Was ist mit dem Internethandel?

Offizielle Online-Apotheken bieten den gleichen Schutz gegen gefälschte Medikamente wie alle anderen Apotheken auch. Keinen Schutz haben Verbraucher dagegen, wenn sie auf dem Schwarzmarkt Medikamente beziehen. Wer über dubiose Adressen im Internet und bei Onlinehändlern mit Sitz außerhalb der EU Medikamente kauft, läuft Gefahr, betrogen zu werden.

Ist der Schutz in der EU flächendeckend?

In Italien und in Griechenland wird das System erst später starten. Italien, Griechenland und Belgien sind die drei Länder in der EU, die bereits über ein Kontrollsystem zum Schutz gegen gefälschte Medikamente verfügen. Es wurde vereinbart, dass diese Länder erst nach einer Übergangsphase von sechs Jahren mitmachen müssen. Belgien hat sich aber entschieden, von Anfang an dabei zu sein.

Wer hat dafür gesorgt, dass das System eingeführt wird?

Die EU hat 2011 eine Richtlinie zum Schutz gegen gefälschte Arzneimittel (FMD) verabschiedet. Damit war klar, dass ein System zum Fälschungsschutz aufgebaut werden muss. Dann haben Pharma-Industrie und Apotheken 2015 die Europäische Organisation zur Überprüfung der Echtheit von Medikamenten (EMVO) gegründet. EMVO-Chef Hugh Pullen hebt hervor: „Die einzigartige Zusammenarbeit auf der gesamten Vertriebskette, also von Herstellern über den Großhandel bis zur Apotheke, ist die Voraussetzung für das Funktionieren unseres Systems.“

Wer trägt die Kosten?

Der Aufbau des Systems hat rund 100 Millionen Euro gekostet. Die Entwicklungskosten wurden von der Pharmaindustrie und den Importeuren bezahlt. Großhändler und Apotheken zahlen für die Scanner und den Betrieb. Die Betreiber stellen heraus: „Es wurden keine Steuerzahlergelder benutzt, um die Sicherheit der Medizinprodukte zu erhöhen.“

Was weiß man über gefälschte Medikamente?
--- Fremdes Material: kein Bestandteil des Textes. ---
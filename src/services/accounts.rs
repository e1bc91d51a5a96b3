use once_cell::sync::Lazy;
use regex::Regex;

use crate::{
    auth::{self, Claims, TOKEN_INVALID, TokenType},
    config::AppConfig,
    error::{ApiError, FieldErrors},
    models::{
        AdminCreateUserRequest, AdminUpdateUserRequest, LoginRequest, NewUser, RegisterRequest,
        Role, TokenPair, User,
    },
    password::{self, PasswordPolicy},
    repository::Repository,
    services::{BLANK, already_exists, check_max_len},
};

pub const INVALID_CREDENTIALS: &str = "Invalid username or password";
pub const USER_INACTIVE: &str = "User is inactive";
pub const ROLE_NOT_FOUND: &str = "Role not found.";
pub const USER_NOT_FOUND: &str = "Not found.";

pub const USERNAME_MAX: usize = 150;
pub const EMAIL_MAX: usize = 254;

const INVALID_USERNAME: &str = "Enter a valid username. This value may contain only letters, numbers, and @/./+/-/_ characters.";
const INVALID_EMAIL: &str = "Enter a valid email address.";

static USERNAME: Lazy<Regex> =
    Lazy::new(|| Regex::new(r"^[\w.@+-]+$").expect("static regex compiles"));
static EMAIL: Lazy<Regex> =
    Lazy::new(|| Regex::new(r"^[^@\s]+@[^@\s]+\.[^@\s]+$").expect("static regex compiles"));

/// AccountService
///
/// Registration, login and administrative user management.
pub struct AccountService<'a> {
    repo: &'a dyn Repository,
    config: &'a AppConfig,
}

impl<'a> AccountService<'a> {
    pub fn new(repo: &'a dyn Repository, config: &'a AppConfig) -> Self {
        Self { repo, config }
    }

    fn policy(&self) -> PasswordPolicy {
        PasswordPolicy::new(self.config.password_min_length)
    }

    /// Self-service sign-up. Returns the stored user and a fresh token pair.
    pub async fn register(&self, req: RegisterRequest) -> Result<(User, TokenPair), ApiError> {
        let mut errors = self.check_identity(&req.username, &req.email, None).await?;
        if req.password.is_empty() {
            errors.push("password", BLANK);
        } else {
            errors.extend(
                "password",
                self.policy().check(&req.password, &req.username, &req.email),
            );
        }
        errors.into_result()?;

        let role = self.resolve_role(req.role.as_deref()).await?;
        let new_user = NewUser {
            username: req.username,
            email: req.email,
            password_hash: Some(password::hash_password(&req.password)?),
            is_active: true,
            is_staff: false,
            is_superuser: false,
            role_id: role.map(|r| r.id),
        };

        let user = self
            .repo
            .create_user(new_user, &self.config.user_code_prefix)
            .await?;
        let tokens = auth::issue_tokens(&user, self.config)?;

        tracing::info!(
            user_id = user.id,
            user_code = user.user_code.as_deref().unwrap_or_default(),
            "user registered"
        );
        Ok((user, tokens))
    }

    /// Admin creation. Without a password the account exists but cannot log in.
    pub async fn admin_create(&self, req: AdminCreateUserRequest) -> Result<User, ApiError> {
        let mut errors = self.check_identity(&req.username, &req.email, None).await?;
        let password = req.password.as_deref().filter(|p| !p.is_empty());
        if let Some(password) = password {
            errors.extend(
                "password",
                self.policy().check(password, &req.username, &req.email),
            );
        }
        errors.into_result()?;

        let role = self.resolve_role(req.role.as_deref()).await?;
        let password_hash = password.map(password::hash_password).transpose()?;
        let new_user = NewUser {
            username: req.username,
            email: req.email,
            password_hash,
            is_active: req.is_active,
            is_staff: req.is_staff,
            is_superuser: req.is_superuser,
            role_id: role.map(|r| r.id),
        };

        let user = self
            .repo
            .create_user(new_user, &self.config.user_code_prefix)
            .await?;
        tracing::info!(user_id = user.id, "user created by admin");
        Ok(user)
    }

    /// Applies the supplied fields only. `role: null` clears the role; an
    /// empty password is ignored. `user_code` can never change here.
    pub async fn admin_update(&self, id: i64, req: AdminUpdateUserRequest) -> Result<User, ApiError> {
        let mut user = self.get_user(id).await?;

        let username = req.username.unwrap_or_else(|| user.username.clone());
        let email = req.email.unwrap_or_else(|| user.email.clone());
        let mut errors = self.check_identity(&username, &email, Some(id)).await?;

        let password = req.password.as_deref().filter(|p| !p.is_empty());
        if let Some(password) = password {
            errors.extend("password", self.policy().check(password, &username, &email));
        }
        errors.into_result()?;

        if let Some(role) = req.role {
            user.role = self.resolve_role(role.as_deref()).await?;
        }
        if let Some(password) = password {
            user.password_hash = Some(password::hash_password(password)?);
        }
        user.username = username;
        user.email = email;
        user.is_active = req.is_active.unwrap_or(user.is_active);
        user.is_staff = req.is_staff.unwrap_or(user.is_staff);
        user.is_superuser = req.is_superuser.unwrap_or(user.is_superuser);

        let updated = self.repo.update_user(&user).await?;
        tracing::info!(user_id = updated.id, "user updated by admin");
        Ok(updated)
    }

    pub async fn admin_delete(&self, id: i64) -> Result<(), ApiError> {
        if !self.repo.delete_user(id).await? {
            return Err(ApiError::not_found(USER_NOT_FOUND));
        }
        tracing::info!(user_id = id, "user deleted by admin");
        Ok(())
    }

    pub async fn list_users(&self) -> Result<Vec<User>, ApiError> {
        Ok(self.repo.list_users().await?)
    }

    pub async fn get_user(&self, id: i64) -> Result<User, ApiError> {
        self.repo
            .get_user(id)
            .await?
            .ok_or_else(|| ApiError::not_found(USER_NOT_FOUND))
    }

    /// Password login.
    ///
    /// Unknown users, wrong passwords and accounts without a password all get
    /// the same message. Only a caller who knows the password learns that the
    /// account is disabled.
    pub async fn login(&self, req: LoginRequest) -> Result<(User, TokenPair), ApiError> {
        let Some(user) = self.repo.get_user_by_username(&req.username).await? else {
            tracing::debug!("login failed: unknown username");
            return Err(ApiError::auth(INVALID_CREDENTIALS));
        };

        if !password::verify_password(&req.password, user.password_hash.as_deref()) {
            tracing::debug!(user_id = user.id, "login failed: bad password");
            return Err(ApiError::auth(INVALID_CREDENTIALS));
        }
        if !user.is_active {
            tracing::debug!(user_id = user.id, "login refused: inactive");
            return Err(ApiError::auth(USER_INACTIVE));
        }

        let tokens = auth::issue_tokens(&user, self.config)?;
        tracing::info!(user_id = user.id, "user logged in");
        Ok((user, tokens))
    }

    /// Resolves an access token into the live, active user it names.
    pub async fn current_user(&self, token: &str) -> Result<User, ApiError> {
        let claims = auth::verify(token, TokenType::Access, self.config)?;
        self.load_active(&claims).await
    }

    /// Exchanges a refresh token for a new access token.
    pub async fn refresh(&self, refresh_token: &str) -> Result<String, ApiError> {
        let claims = auth::verify(refresh_token, TokenType::Refresh, self.config)?;
        let user = self.load_active(&claims).await?;
        let access = Claims::new(user.id, TokenType::Access, self.config.access_token_ttl_secs);
        auth::sign(&access, self.config)
    }

    async fn load_active(&self, claims: &Claims) -> Result<User, ApiError> {
        let user = self
            .repo
            .get_user(claims.user_id()?)
            .await?
            .ok_or_else(|| ApiError::auth(TOKEN_INVALID))?;
        if !user.is_active {
            return Err(ApiError::auth(USER_INACTIVE));
        }
        Ok(user)
    }

    /// Empty or absent slugs mean "no role".
    async fn resolve_role(&self, slug: Option<&str>) -> Result<Option<Role>, ApiError> {
        match slug.filter(|s| !s.is_empty()) {
            None => Ok(None),
            Some(slug) => self
                .repo
                .get_role_by_slug(slug)
                .await?
                .map(Some)
                .ok_or_else(|| ApiError::not_found(ROLE_NOT_FOUND)),
        }
    }

    /// Username and email checks shared by every write path. Uniqueness is
    /// checked up front so it is reported with the other field errors; the
    /// database constraints still catch races.
    async fn check_identity(
        &self,
        username: &str,
        email: &str,
        except: Option<i64>,
    ) -> Result<FieldErrors, ApiError> {
        let mut errors = FieldErrors::new();

        if username.is_empty() {
            errors.push("username", BLANK);
        } else if !USERNAME.is_match(username) {
            errors.push("username", INVALID_USERNAME);
        } else if self.repo.username_taken(username, except).await? {
            errors.push("username", already_exists("user", "username"));
        }
        check_max_len(&mut errors, "username", username, USERNAME_MAX);

        if !email.is_empty() {
            if !EMAIL.is_match(email) {
                errors.push("email", INVALID_EMAIL);
            } else if self.repo.email_taken(email, except).await? {
                errors.push("email", already_exists("user", "email"));
            }
            check_max_len(&mut errors, "email", email, EMAIL_MAX);
        }

        Ok(errors)
    }
}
Die meisten gefälschten Medikamente tauchen in Afrika, Asien und Lateinamerika auf. Doch auch in Europa sind Patienten davor nicht sicher. So haben die Behörden in der EU zwischen 2013 und 2017 rund 400 gefälschte Medizin-Produkte und Medikamente registriert, die hier in den Verkehr gebracht werden sollten. Am häufigsten gelangen gefälschte Medikamente über illegale Internetverkäufe nach Europa. Aber auch auf den legalen Vertriebswegen, also über lizenzierte Online-Apotheken, Apotheken in Krankenhäusern und Apotheken in den Städten und Dörfern, wurden bereits gefälschte Medikamente entdeckt.

Die Kommission schätzt, dass 0,005 Prozent der Medikamentenpackungen, die über die legalen Vertriebswege in der EU verkauft werden, gefälscht sind. Vielfach werden gefälschte Präparate außerhalb der EU hergestellt. Massenware wie etwa Viagra oder Aspirin sind betroffen. Es wurden aber auch gefälschte Mittel sichergestellt, die bei gravierenden Erkrankungen wie etwa Schizophrenie oder Herzschädigungen helfen sollen. Gefälschte Medikamente können gar keine Wirkstoffe oder zu wenige Wirkstoffe enthalten. Möglich ist auch, dass sie gefährliche Wirkstoffe enthalten. Es ist nicht bekannt, wie viele Patienten in der EU durch gefälschte Medikamente geschädigt werden.